Me: yes, I know. Pattern inherited and triggered by almost all my life, which makes it hard work for me. But I also know that my essence is to help in what I know, and I have always been like that. In other times it happened to me that I would try to help my schoolmates, explaining mathematics, for example, and I would do everything so that they could understand the concepts. Some of them were very hard, but one way or another I got them to understand.
AM: but the help has always been fundamentally towards those in your intimate environment, the outside was something rather strange for you.
Me: the insecurity that the outside world made me feel also made me withdraw in my actions. Today that has changed. It makes me feel good to help a stranger, in whatever need they have, except the one who asks me for money on the street. It doesn’t make me feel good to have to give money to a person who may need it, but I don’t know what he will use it for.
AM: it is up to each person to decide how he/she wants to help others. Any help is good, there is no need to add morality to a help. It is the sense of action. And as for asking for help?
Me: horrible in this part. I am very closed to asking for help. It’s also an inherited pattern. It has cost me all this path I have walked until today, although I have worked on it more, and if I have to ask for help, I do it. It doesn’t come naturally to me, but I force myself to do it.
AM: it is interesting how your feeling of helping others naturally clashes with your refusal to ask for help if you need it.
Me: totally. I know there is a question of not wanting to bother the other person because many times I have felt annoyed when they ask me for help, and I have to give it. It happens to me mostly when I explain to someone how to do something, and they don’t do it. He doesn’t learn how to do it, even in his own way, then again and again he needs to have it done for him. In my case, instead of saying «no, you do it,» I usually help him, and unload by talking very dryly, maybe badly, and assaulting the person.
AM: very bad of you.
Me: I know, but if I don’t get that energy out, it sticks inside and makes me feel worse.

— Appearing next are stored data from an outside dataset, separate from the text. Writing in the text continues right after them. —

//! Lexicon-averaging polarity and subjectivity scorer.
//!
//! Every known word (or emoticon) in the text becomes one assessment. An
//! intensifier folds the next known word into its own assessment and scales
//! it, a negation halves and flips the polarity of the next known word, and an
//! exclamation mark boosts the polarity of the previous assessment. The
//! document score is the mean over all assessments, or `(0.0, 0.0)` when the
//! text contains no known word.

use std::sync::Arc;

use super::lexicon::Lexicon;
use crate::pipelines::sentiment_analysis_pipeline::SentimentResult;

const EXCLAMATION_BOOST: f64 = 1.25;
const NEGATION_FACTOR: f64 = -0.5;

#[derive(Debug, Clone)]
struct Assessment {
    polarity: f64,
    subjectivity: f64,
    intensity: f64,
    negated: bool,
}

#[derive(Debug, Clone)]
pub struct PatternAnalyzer {
    lexicon: Arc<Lexicon>,
    span: tracing::Span,
}

impl PatternAnalyzer {
    pub fn new(lexicon: Arc<Lexicon>) -> Self {
        let span = tracing::span!(tracing::Level::TRACE, "pattern");
        Self { lexicon, span }
    }

    pub fn lexicon(&self) -> &Lexicon {
        &self.lexicon
    }

    pub fn analyze(&self, text: &str) -> SentimentResult {
        let _enter = self.span.enter();
        let assessments = self.assess(text);
        if assessments.is_empty() {
            return SentimentResult::neutral();
        }

        let n = assessments.len() as f64;
        let (polarity, subjectivity) = assessments.iter().fold((0.0, 0.0), |(p, s), a| {
            let polarity = if a.negated {
                a.polarity * NEGATION_FACTOR
            } else {
                a.polarity
            };
            (p + polarity, s + a.subjectivity)
        });

        SentimentResult {
            polarity: polarity / n,
            subjectivity: subjectivity / n,
        }
    }

    fn assess(&self, text: &str) -> Vec<Assessment> {
        let mut assessments: Vec<Assessment> = Vec::new();
        // Whether the previous known word was an intensifier.
        let mut modifier = false;
        let mut negation = false;

        for token in tokenize(text, &self.lexicon) {
            let word = token.to_lowercase();

            if let Some(entry) = self.lexicon.get(&word) {
                match assessments.last_mut() {
                    Some(last) if modifier => {
                        last.polarity = clamp(entry.polarity * last.intensity, -1.0, 1.0);
                        last.subjectivity = clamp(entry.subjectivity * last.intensity, 0.0, 1.0);
                        last.intensity = entry.intensity;
                    }
                    _ => assessments.push(Assessment {
                        polarity: entry.polarity,
                        subjectivity: entry.subjectivity,
                        intensity: entry.intensity,
                        negated: false,
                    }),
                }
                if negation {
                    if let Some(last) = assessments.last_mut() {
                        last.intensity = 1.0 / last.intensity;
                        last.negated = true;
                    }
                }
                modifier = entry.intensifier;
                negation = self.lexicon.is_negation(&word);
                continue;
            }

            if self.lexicon.is_negation(&word) {
                negation = true;
            } else if negation && word.trim_matches('\'').chars().count() > 1 {
                // Negation survives short filler words ("not a good").
                negation = false;
            }

            if negation && modifier {
                // "really not good": the negation attaches to the pending modifier.
                if let Some(last) = assessments.last_mut() {
                    last.negated = true;
                }
                negation = false;
            } else if modifier && word.chars().count() > 2 {
                // Modifier survives short filler words ("really a good").
                modifier = false;
            }

            if word == "!" {
                if let Some(last) = assessments.last_mut() {
                    last.polarity = clamp(last.polarity * EXCLAMATION_BOOST, -1.0, 1.0);
                }
            }

            if let Some(polarity) = self.lexicon.emoticon(&word) {
                assessments.push(Assessment {
                    polarity,
                    subjectivity: 1.0,
                    intensity: 1.0,
                    negated: false,
                });
            }
        }

        assessments
    }
}

fn clamp(value: f64, min: f64, max: f64) -> f64 {
    value.max(min).min(max)
}

/// Split text into words and single punctuation marks.
///
/// Whitespace-delimited chunks that are known emoticons are kept whole.
/// Apostrophes stay inside words so contractions such as "don't" survive.
fn tokenize<'a>(text: &'a str, lexicon: &Lexicon) -> Vec<&'a str> {
    let mut tokens = Vec::new();
    for chunk in text.split_whitespace() {
        if lexicon.emoticon(&chunk.to_lowercase()).is_some() {
            tokens.push(chunk);
            continue;
        }

        let mut start = None;
        for (idx, ch) in chunk.char_indices() {
            if ch.is_alphanumeric() || ch == '\'' || ch == '\u{2019}' {
                start.get_or_insert(idx);
            } else {
                if let Some(s) = start.take() {
                    tokens.push(&chunk[s..idx]);
                }
                tokens.push(&chunk[idx..idx + ch.len_utf8()]);
            }
        }
        if let Some(s) = start {
            tokens.push(&chunk[s..]);
        }
    }
    tokens
}

#[cfg(test)]
mod tests {
    use super::*;

    fn analyzer() -> PatternAnalyzer {
        PatternAnalyzer::new(Arc::new(Lexicon::bundled().unwrap()))
    }

    fn close(a: f64, b: f64) -> bool {
        (a - b).abs() < 1e-9
    }

    #[test]
    fn tokenize_splits_punctuation() {
        let lexicon = Lexicon::bundled().unwrap();
        assert_eq!(
            tokenize("Good, isn't it!", &lexicon),
            vec!["Good", ",", "isn't", "it", "!"]
        );
        assert_eq!(tokenize("nice :) day", &lexicon), vec!["nice", ":)", "day"]);
        assert!(tokenize("   ", &lexicon).is_empty());
    }

    #[test]
    fn empty_text_is_neutral() {
        let result = analyzer().analyze("");
        assert_eq!(result, SentimentResult::neutral());
        let result = analyzer().analyze("  \n\t ");
        assert_eq!(result, SentimentResult::neutral());
    }

    #[test]
    fn unknown_words_are_ignored() {
        let result = analyzer().analyze("the cat sat on the mat");
        assert_eq!(result, SentimentResult::neutral());
    }

    #[test]
    fn single_word() {
        let result = analyzer().analyze("This is good");
        assert!(close(result.polarity, 0.7));
        assert!(close(result.subjectivity, 0.6));
    }

    #[test]
    fn intensifier_scales_next_word() {
        let result = analyzer().analyze("very good");
        assert!(close(result.polarity, 0.7 * 1.3));
        assert!(close(result.subjectivity, 0.6 * 1.3));
    }

    #[test]
    fn negation_flips_and_halves() {
        let result = analyzer().analyze("not good");
        assert!(close(result.polarity, -0.35));
        assert!(close(result.subjectivity, 0.6));

        let result = analyzer().analyze("not a good idea");
        assert!(close(result.polarity, -0.35));
    }

    #[test]
    fn exclamation_boosts_previous() {
        let result = analyzer().analyze("good!");
        assert!(close(result.polarity, 0.875));

        let result = analyzer().analyze("excellent!!!");
        assert!(close(result.polarity, 1.0));
    }

    #[test]
    fn averages_over_assessments() {
        let result = analyzer().analyze("good food, bad service");
        assert!(close(result.polarity, 0.0));
        assert!(close(result.subjectivity, (0.6 + 0.6666666666666666) / 2.0));
    }

    #[test]
    fn emoticons_count_as_assessments() {
        let result = analyzer().analyze("see you :(");
        assert!(close(result.polarity, -0.75));
        assert!(close(result.subjectivity, 1.0));
    }

    #[test]
    fn scores_stay_in_range() {
        let result = analyzer().analyze("extremely extremely excellent!!! awful :'(");
        assert!((-1.0..=1.0).contains(&result.polarity));
        assert!((0.0..=1.0).contains(&result.subjectivity));
    }
}
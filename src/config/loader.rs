// src/config/loader.rs

use std::fs;
use std::path::{Path, PathBuf};

use crate::config::model::{BuildFile, RawBuildFile};
use crate::errors::Result;

/// Load a build file from a given path and return the raw `RawBuildFile`.
///
/// This only performs TOML deserialization; it does **not** perform semantic
/// validation. Use [`load_and_validate`] for that.
pub fn load_from_path(path: impl AsRef<Path>) -> Result<RawBuildFile> {
    let contents = fs::read_to_string(path.as_ref())?;
    parse_str(&contents)
}

/// Deserialize a build file from TOML text.
pub fn parse_str(contents: &str) -> Result<RawBuildFile> {
    let raw: RawBuildFile = toml::from_str(contents)?;
    Ok(raw)
}

/// Load a build file from path and run validation.
///
/// - Reads TOML.
/// - Applies defaults (handled by `serde` + `Default` impls).
/// - Checks the invariants listed in `validate.rs`.
///
/// Cycles between rules are *not* rejected here; they are reported per goal
/// when the build plan is computed.
pub fn load_and_validate(path: impl AsRef<Path>) -> Result<BuildFile> {
    let raw = load_from_path(&path)?;
    BuildFile::try_from(raw)
}

/// Default build file location: `Makedag.toml` in the current directory.
pub fn default_build_file_path() -> PathBuf {
    PathBuf::from("Makedag.toml")
}
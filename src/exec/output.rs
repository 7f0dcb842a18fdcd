// src/exec/output.rs

//! Where a recipe's stdout and stderr go.

use std::process::Stdio;
use std::sync::{Arc, Mutex, MutexGuard};

use tokio::io::{AsyncBufReadExt, AsyncRead, AsyncReadExt, BufReader};
use tracing::{info, warn};

use crate::rules::Rule;

/// Destination for one output stream of a recipe process.
#[derive(Debug, Clone, Default)]
pub enum OutputSink {
    /// Share this process's own stream.
    #[default]
    Inherit,
    /// Discard.
    Null,
    /// Emit every line as a `tracing` event at `info`.
    Log,
    /// Append the raw bytes to an in-memory buffer.
    Buffer(CaptureBuffer),
}

impl OutputSink {
    pub(crate) fn stdio(&self) -> Stdio {
        match self {
            OutputSink::Inherit => Stdio::inherit(),
            OutputSink::Null => Stdio::null(),
            OutputSink::Log | OutputSink::Buffer(_) => Stdio::piped(),
        }
    }
}

/// Shared byte buffer; clones append to the same storage.
#[derive(Debug, Clone, Default)]
pub struct CaptureBuffer {
    bytes: Arc<Mutex<Vec<u8>>>,
}

impl CaptureBuffer {
    pub fn new() -> Self {
        Self::default()
    }

    pub fn append(&self, data: &[u8]) {
        self.lock().extend_from_slice(data);
    }

    pub fn bytes(&self) -> Vec<u8> {
        self.lock().clone()
    }

    /// Buffer contents, lossily decoded as UTF-8.
    pub fn contents(&self) -> String {
        String::from_utf8_lossy(&self.lock()).into_owned()
    }

    fn lock(&self) -> MutexGuard<'_, Vec<u8>> {
        self.bytes.lock().unwrap_or_else(|e| e.into_inner())
    }
}

/// Output routing for every recipe of one rule.
#[derive(Debug, Clone, Default)]
pub struct RuleOutput {
    pub stdout: OutputSink,
    pub stderr: OutputSink,
}

impl RuleOutput {
    pub fn new(stdout: OutputSink, stderr: OutputSink) -> Self {
        Self { stdout, stderr }
    }

    /// Capture both streams into the given buffers.
    pub fn capture(stdout: &CaptureBuffer, stderr: &CaptureBuffer) -> Self {
        Self {
            stdout: OutputSink::Buffer(stdout.clone()),
            stderr: OutputSink::Buffer(stderr.clone()),
        }
    }
}

/// Picks the output sinks for a rule's recipes.
///
/// Any `Fn(&dyn Rule) -> RuleOutput` closure is a router.
pub trait OutputRouter: Send + Sync {
    fn route(&self, rule: &dyn Rule) -> RuleOutput;
}

impl<F> OutputRouter for F
where
    F: Fn(&dyn Rule) -> RuleOutput + Send + Sync,
{
    fn route(&self, rule: &dyn Rule) -> RuleOutput {
        self(rule)
    }
}

/// Default router: every rule writes to this process's stdout/stderr.
#[derive(Debug, Clone, Copy, Default)]
pub struct InheritOutput;

impl OutputRouter for InheritOutput {
    fn route(&self, _rule: &dyn Rule) -> RuleOutput {
        RuleOutput::default()
    }
}

/// Drain a piped child stream into its sink until EOF.
pub(crate) async fn pump<R>(reader: R, sink: OutputSink, target: String, stream: &'static str)
where
    R: AsyncRead + Unpin,
{
    match sink {
        OutputSink::Log => {
            let mut lines = BufReader::new(reader).lines();
            loop {
                match lines.next_line().await {
                    Ok(Some(line)) => info!(target = %target, stream, "{}", line),
                    Ok(None) => break,
                    Err(e) => {
                        warn!(target = %target, stream, error = %e, "failed reading recipe output");
                        break;
                    }
                }
            }
        }
        OutputSink::Buffer(buf) => {
            let mut reader = reader;
            let mut chunk = [0u8; 8192];
            loop {
                match reader.read(&mut chunk).await {
                    Ok(0) => break,
                    Ok(n) => buf.append(&chunk[..n]),
                    Err(e) => {
                        warn!(target = %target, stream, error = %e, "failed reading recipe output");
                        break;
                    }
                }
            }
        }
        OutputSink::Inherit | OutputSink::Null => {
            let mut reader = reader;
            if let Err(e) = tokio::io::copy(&mut reader, &mut tokio::io::sink()).await {
                warn!(target = %target, stream, error = %e, "failed draining recipe output");
            }
        }
    }
}
// src/fs/mod.rs

//! Filesystem access used for staleness checks and failure cleanup.
//!
//! Recipes themselves run as real processes and touch the real disk; only
//! the executor's own reads and writes go through [`FileSystem`], so tests can
//! swap in [`mock::MockFileSystem`].

use std::borrow::Cow;
use std::fmt::Debug;
use std::fs;
use std::path::{Path, PathBuf};

use anyhow::{Context, Result};

pub mod mock;

/// Abstract filesystem interface.
pub trait FileSystem: Send + Sync + Debug {
    fn write(&self, path: &Path, contents: &[u8]) -> Result<()>;

    /// Whether anything exists at `path`.
    ///
    /// Errors other than "not found" (e.g. permission denied on a parent
    /// directory) are returned instead of being read as "missing".
    fn exists(&self, path: &Path) -> Result<bool>;

    fn remove_file(&self, path: &Path) -> Result<()>;
}

/// Implementation that uses `std::fs`.
///
/// Relative paths resolve against the process's current directory, or
/// against `root` when built with [`RealFileSystem::rooted`]. Absolute paths
/// are used as given.
#[derive(Debug, Clone, Default)]
pub struct RealFileSystem {
    root: Option<PathBuf>,
}

impl RealFileSystem {
    pub fn new() -> Self {
        Self::default()
    }

    /// Resolve relative paths against `root`.
    pub fn rooted(root: impl Into<PathBuf>) -> Self {
        Self {
            root: Some(root.into()),
        }
    }

    pub fn root(&self) -> Option<&Path> {
        self.root.as_deref()
    }

    fn resolve<'a>(&self, path: &'a Path) -> Cow<'a, Path> {
        match &self.root {
            Some(root) if path.is_relative() => Cow::Owned(root.join(path)),
            _ => Cow::Borrowed(path),
        }
    }
}

impl FileSystem for RealFileSystem {
    fn write(&self, path: &Path, contents: &[u8]) -> Result<()> {
        let path = self.resolve(path);
        if let Some(parent) = path.parent() {
            if !parent.as_os_str().is_empty() {
                fs::create_dir_all(parent).with_context(|| format!("creating dir {:?}", parent))?;
            }
        }
        fs::write(&path, contents).with_context(|| format!("writing to file {:?}", path))
    }

    fn exists(&self, path: &Path) -> Result<bool> {
        let path = self.resolve(path);
        fs::exists(&path).with_context(|| format!("checking existence of {:?}", path))
    }

    fn remove_file(&self, path: &Path) -> Result<()> {
        let path = self.resolve(path);
        fs::remove_file(&path).with_context(|| format!("removing file {:?}", path))
    }
}
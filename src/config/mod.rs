// src/config/mod.rs

//! Build file loading and validation.
//!
//! - [`model`] defines the TOML-backed data model and the file-backed
//!   [`FileRule`] provider.
//! - [`loader`] reads a build file from disk.
//! - [`validate`] checks basic invariants (non-empty names, sane job count).

pub mod loader;
pub mod model;
pub mod validate;

pub use loader::{load_and_validate, load_from_path, parse_str};
pub use model::{BuildFile, ConfigSection, FileRule, MakeOptions, RawBuildFile, RuleConfig};
pub use validate::validate_build_file;
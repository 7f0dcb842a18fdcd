// src/rules/mod.rs

//! Rule model.
//!
//! The scheduler only ever talks to rules through the [`Rule`] and
//! [`RuleSet`] traits, so rules can come from anywhere:
//!
//! - [`StaticRule`] is built programmatically.
//! - [`crate::config::FileRule`] is deserialised from a build file.
//! - [`RuleBook`] owns a collection of boxed rules and is the usual
//!   [`RuleSet`] handed to the [`crate::engine::Maker`].

use std::collections::HashMap;
use std::fmt::Debug;

pub mod book;

pub use book::RuleBook;

/// Canonical target identifier (conventionally a file path).
pub type Target = String;

/// A target bound to its prerequisites and recipe commands.
pub trait Rule: Send + Sync + Debug {
    fn target(&self) -> &str;

    /// Direct prerequisites, in declared order.
    fn prerequisites(&self) -> &[Target];

    /// Shell commands run in order to produce the target.
    fn recipes(&self) -> &[String];
}

/// Lookup of the (at most one) rule producing a target.
pub trait RuleSet: Send + Sync {
    fn rule_for(&self, target: &str) -> Option<&dyn Rule>;
}

impl<R: Rule> RuleSet for HashMap<Target, R> {
    fn rule_for(&self, target: &str) -> Option<&dyn Rule> {
        self.get(target).map(|r| r as &dyn Rule)
    }
}

/// A rule assembled in code.
///
/// ```
/// use makedag::rules::{Rule, StaticRule};
///
/// let rule = StaticRule::new("app")
///     .prereq("main.o")
///     .recipe("cc -o $@ $^");
/// assert_eq!(rule.prerequisites(), ["main.o".to_string()]);
/// ```
#[derive(Debug, Clone, PartialEq, Eq)]
pub struct StaticRule {
    target: Target,
    prerequisites: Vec<Target>,
    recipes: Vec<String>,
}

impl StaticRule {
    pub fn new(target: impl Into<Target>) -> Self {
        Self {
            target: target.into(),
            prerequisites: Vec::new(),
            recipes: Vec::new(),
        }
    }

    pub fn prereq(mut self, prereq: impl Into<Target>) -> Self {
        self.prerequisites.push(prereq.into());
        self
    }

    pub fn prereqs<I, S>(mut self, prereqs: I) -> Self
    where
        I: IntoIterator<Item = S>,
        S: Into<Target>,
    {
        self.prerequisites.extend(prereqs.into_iter().map(Into::into));
        self
    }

    pub fn recipe(mut self, recipe: impl Into<String>) -> Self {
        self.recipes.push(recipe.into());
        self
    }
}

impl Rule for StaticRule {
    fn target(&self) -> &str {
        &self.target
    }

    fn prerequisites(&self) -> &[Target] {
        &self.prerequisites
    }

    fn recipes(&self) -> &[String] {
        &self.recipes
    }
}
use std::collections::HashSet;
use std::path::Path;
use std::sync::{Arc, Mutex, MutexGuard};
use std::time::Duration;

use makedag::errors::RecipeError;
use makedag::exec::backend::{CommandRunner, RecipeInvocation, RunFuture};
use makedag::fs::FileSystem;
use makedag::fs::mock::MockFileSystem;

#[derive(Debug, Default)]
struct FakeState {
    executed: Vec<(String, String)>,
    failing: HashSet<String>,
    in_flight: usize,
    max_in_flight: usize,
}

/// A fake command runner that:
/// - records every `(target, command)` it is asked to run
/// - treats `touch <path>` as creating `<path>` on a `MockFileSystem`
/// - fails commands registered with [`FakeRunner::fail_on`] with exit code 1
/// - tracks the highest number of commands running at the same time
#[derive(Debug, Clone)]
pub struct FakeRunner {
    fs: MockFileSystem,
    delay: Option<Duration>,
    state: Arc<Mutex<FakeState>>,
}

impl FakeRunner {
    pub fn new(fs: MockFileSystem) -> Self {
        Self {
            fs,
            delay: None,
            state: Arc::new(Mutex::new(FakeState::default())),
        }
    }

    /// Keep every command "running" for `delay` so overlap is observable.
    pub fn with_delay(mut self, delay: Duration) -> Self {
        self.delay = Some(delay);
        self
    }

    pub fn fail_on(&self, command: &str) {
        self.lock().failing.insert(command.to_string());
    }

    /// Commands in the order they were started.
    pub fn commands(&self) -> Vec<String> {
        self.lock().executed.iter().map(|(_, c)| c.clone()).collect()
    }

    /// Targets that ran at least one command, in first-start order.
    pub fn targets(&self) -> Vec<String> {
        let mut out: Vec<String> = Vec::new();
        for (target, _) in self.lock().executed.iter() {
            if !out.contains(target) {
                out.push(target.clone());
            }
        }
        out
    }

    pub fn max_in_flight(&self) -> usize {
        self.lock().max_in_flight
    }

    fn lock(&self) -> MutexGuard<'_, FakeState> {
        self.state.lock().unwrap()
    }
}

impl CommandRunner for FakeRunner {
    fn run_command<'a>(&'a self, invocation: &'a RecipeInvocation) -> RunFuture<'a> {
        Box::pin(async move {
            let fails = {
                let mut state = self.lock();
                state
                    .executed
                    .push((invocation.target.clone(), invocation.command.clone()));
                state.in_flight += 1;
                state.max_in_flight = state.max_in_flight.max(state.in_flight);
                state.failing.contains(&invocation.command)
            };

            if let Some(delay) = self.delay {
                tokio::time::sleep(delay).await;
            }

            self.lock().in_flight -= 1;

            if let Some(path) = invocation.command.strip_prefix("touch ") {
                self.fs
                    .write(Path::new(path.trim()), b"")
                    .map_err(|e| RecipeError::Aborted(e.to_string()))?;
            }

            if fails {
                Err(RecipeError::ExitCode(1))
            } else {
                Ok(())
            }
        })
    }
}
// src/engine/report.rs

//! Human-readable rendering of batch sequences.

use std::io::{self, Write};

use crate::dag::TargetSet;

/// Write one block per batch:
///
/// ```text
/// ========= TARGET SET 0 (1 targets)
///  - A
///
/// ========= TARGET SET 1 (2 targets)
///  - B
///  - C
/// ```
///
/// `empty_message` is written instead when there are no batches.
pub fn write_target_sets<W: Write>(
    w: &mut W,
    sets: &[TargetSet],
    empty_message: &str,
) -> io::Result<()> {
    if sets.is_empty() {
        writeln!(w, "{empty_message}")?;
        return Ok(());
    }

    for (i, set) in sets.iter().enumerate() {
        if i != 0 {
            writeln!(w)?;
        }
        writeln!(w, "========= TARGET SET {} ({} targets)", i, set.len())?;
        for target in set {
            writeln!(w, " - {target}")?;
        }
    }
    Ok(())
}
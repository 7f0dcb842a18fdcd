// src/exec/batch.rs

//! Bounded worker pool for one batch.

use std::sync::Arc;

use tokio::sync::Semaphore;
use tracing::{debug, info, warn};

use crate::errors::{BatchFailure, RecipeError, RecipeFailure};
use crate::exec::backend::CommandRunner;
use crate::exec::target_runner::{TargetJob, run_target};
use crate::fs::FileSystem;
use crate::rules::Target;

/// Shared, per-run state handed to every target task.
#[derive(Clone)]
pub struct BatchContext {
    pub runner: Arc<dyn CommandRunner>,
    pub fs: Arc<dyn FileSystem>,
    /// `None` means every target in the batch may run at once.
    pub max_parallel_jobs: Option<usize>,
    pub verbose: bool,
}

/// Build every job of one batch concurrently and wait for all of them.
///
/// A failing target never cancels its siblings: the whole batch is drained
/// first, then every failure is returned together.
pub async fn run_batch(
    index: usize,
    jobs: Vec<TargetJob>,
    ctx: &BatchContext,
) -> Result<(), BatchFailure> {
    let limiter = ctx
        .max_parallel_jobs
        .map(|n| Arc::new(Semaphore::new(n.max(1))));

    info!(
        batch = index,
        targets = jobs.len(),
        max_parallel_jobs = ?ctx.max_parallel_jobs,
        "starting batch"
    );

    let mut handles: Vec<(Target, tokio::task::JoinHandle<Result<(), RecipeFailure>>)> =
        Vec::with_capacity(jobs.len());

    for job in jobs {
        let target = job.target.clone();
        let runner = Arc::clone(&ctx.runner);
        let fs = Arc::clone(&ctx.fs);
        let limiter = limiter.clone();
        let verbose = ctx.verbose;

        let handle = tokio::spawn(async move {
            // Held until the target finishes; dropping it frees a slot.
            let _permit = match limiter {
                Some(sem) => Some(sem.acquire_owned().await.map_err(|e| RecipeFailure {
                    target: job.target.clone(),
                    command: String::new(),
                    source: RecipeError::Aborted(e.to_string()),
                })?),
                None => None,
            };
            run_target(job, runner.as_ref(), fs.as_ref(), verbose).await
        });
        handles.push((target, handle));
    }

    let mut failures = Vec::new();
    for (target, handle) in handles {
        match handle.await {
            Ok(Ok(())) => debug!(batch = index, target = %target, "target finished"),
            Ok(Err(failure)) => failures.push(failure),
            Err(join_err) => {
                warn!(batch = index, target = %target, error = %join_err, "target task aborted");
                failures.push(RecipeFailure {
                    target,
                    command: String::new(),
                    source: RecipeError::Aborted(join_err.to_string()),
                });
            }
        }
    }

    if failures.is_empty() {
        info!(batch = index, "batch finished");
        return Ok(());
    }

    failures.sort_by(|a, b| a.target.cmp(&b.target));
    warn!(
        batch = index,
        failed = failures.len(),
        "batch failed; not starting later batches"
    );
    Err(BatchFailure {
        batch: index,
        failures,
    })
}
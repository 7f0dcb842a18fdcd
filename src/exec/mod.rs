// src/exec/mod.rs

//! Recipe execution layer.
//!
//! - [`batch`] runs one batch of targets on a bounded pool and aggregates
//!   failures.
//! - [`target_runner`] runs one target's recipes in order and cleans up its
//!   artifact on failure.
//! - [`backend`] provides the `CommandRunner` trait and the production
//!   `ShellRunner`; tests swap in a fake runner.
//! - [`output`] decides where recipe stdout/stderr end up.

pub mod backend;
pub mod batch;
pub mod output;
pub mod target_runner;

pub use backend::{CommandRunner, RecipeInvocation, ShellRunner};
pub use batch::{BatchContext, run_batch};
pub use output::{CaptureBuffer, InheritOutput, OutputRouter, OutputSink, RuleOutput};
pub use target_runner::{TargetJob, run_target};
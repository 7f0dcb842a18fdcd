// src/dag/graph.rs

use std::collections::{HashMap, HashSet, VecDeque};

use petgraph::Direction;
use petgraph::graph::{DiGraph, NodeIndex};
use tracing::{debug, trace};

use crate::rules::{RuleSet, Target};

/// Dependency graph over every target reachable from a set of goals.
///
/// Edge direction: target -> prerequisite. For
///
/// ```toml
/// [rule."B"]
/// prereqs = ["A"]
/// ```
///
/// there is an edge `B -> A`.
///
/// Prerequisites without a rule still get a node (external inputs such as
/// source files); they simply have no outgoing edges. No cycle detection
/// happens here, see [`crate::dag::batcher`].
#[derive(Debug, Clone, Default)]
pub struct DependencyGraph {
    graph: DiGraph<Target, ()>,
    index: HashMap<Target, NodeIndex>,
}

impl DependencyGraph {
    /// Breadth-first expansion from `goals` through `rules`.
    ///
    /// Goals without a rule become isolated nodes; they are reported as
    /// missing later, when the build plan is computed.
    pub fn build(rules: &dyn RuleSet, goals: &[Target]) -> Self {
        let mut graph = Self::default();
        let mut seen: HashSet<Target> = HashSet::new();
        let mut queue: VecDeque<Target> = goals.iter().cloned().collect();

        while let Some(target) = queue.pop_front() {
            if !seen.insert(target.clone()) {
                continue;
            }

            let node = graph.node(&target);
            let Some(rule) = rules.rule_for(&target) else {
                trace!(target = %target, "no rule; leaf node");
                continue;
            };

            let mut linked: HashSet<&str> = HashSet::new();
            for prereq in rule.prerequisites() {
                // Repeated prerequisites collapse into one edge.
                if !linked.insert(prereq.as_str()) {
                    continue;
                }
                let dep = graph.node(prereq);
                graph.graph.add_edge(node, dep, ());
                queue.push_back(prereq.clone());
            }
        }

        debug!(
            goals = goals.len(),
            nodes = graph.len(),
            edges = graph.graph.edge_count(),
            "dependency graph built"
        );

        graph
    }

    /// Node for `target`, created on first use.
    fn node(&mut self, target: &str) -> NodeIndex {
        if let Some(idx) = self.index.get(target) {
            return *idx;
        }
        let idx = self.graph.add_node(target.to_string());
        self.index.insert(target.to_string(), idx);
        idx
    }

    pub fn len(&self) -> usize {
        self.graph.node_count()
    }

    pub fn is_empty(&self) -> bool {
        self.graph.node_count() == 0
    }

    pub fn contains(&self, target: &str) -> bool {
        self.index.contains_key(target)
    }

    /// All targets in the graph, in insertion (BFS) order.
    pub fn targets(&self) -> impl Iterator<Item = &str> {
        self.graph.node_indices().map(|idx| self.graph[idx].as_str())
    }

    /// Direct prerequisites of `target`, in declared order.
    pub fn prerequisites_of(&self, target: &str) -> Vec<&str> {
        self.neighbors(target, Direction::Outgoing)
    }

    /// Targets that list `target` as a direct prerequisite.
    pub fn dependents_of(&self, target: &str) -> Vec<&str> {
        self.neighbors(target, Direction::Incoming)
    }

    fn neighbors(&self, target: &str, dir: Direction) -> Vec<&str> {
        let Some(&idx) = self.index.get(target) else {
            return Vec::new();
        };
        // petgraph walks edges newest first.
        let mut out: Vec<&str> = self
            .graph
            .neighbors_directed(idx, dir)
            .map(|n| self.graph[n].as_str())
            .collect();
        out.reverse();
        out
    }

    /// Index-based view used by the batcher.
    pub(crate) fn inner(&self) -> &DiGraph<Target, ()> {
        &self.graph
    }
}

AM: I know. But it’s not the way, you know it, you try to work on it. Sometimes you get it right and sometimes you get it wrong. And that’s why you have consequences and that’s why when you need help, you don’t ask for it.
Me: it also causes me to ask for help in the failure of not being able to do it myself. It makes me feel bad internally not being able to do it myself.
AM: pride. Another inherited pattern.
Me: The point here is that I don’t feel wrong to have pride. Many times, it has helped me to keep trying, learning and being able to get to where I had set out to be.
AM: we already talked about it, they are all useful tools. The question is to be able to be balanced in their use.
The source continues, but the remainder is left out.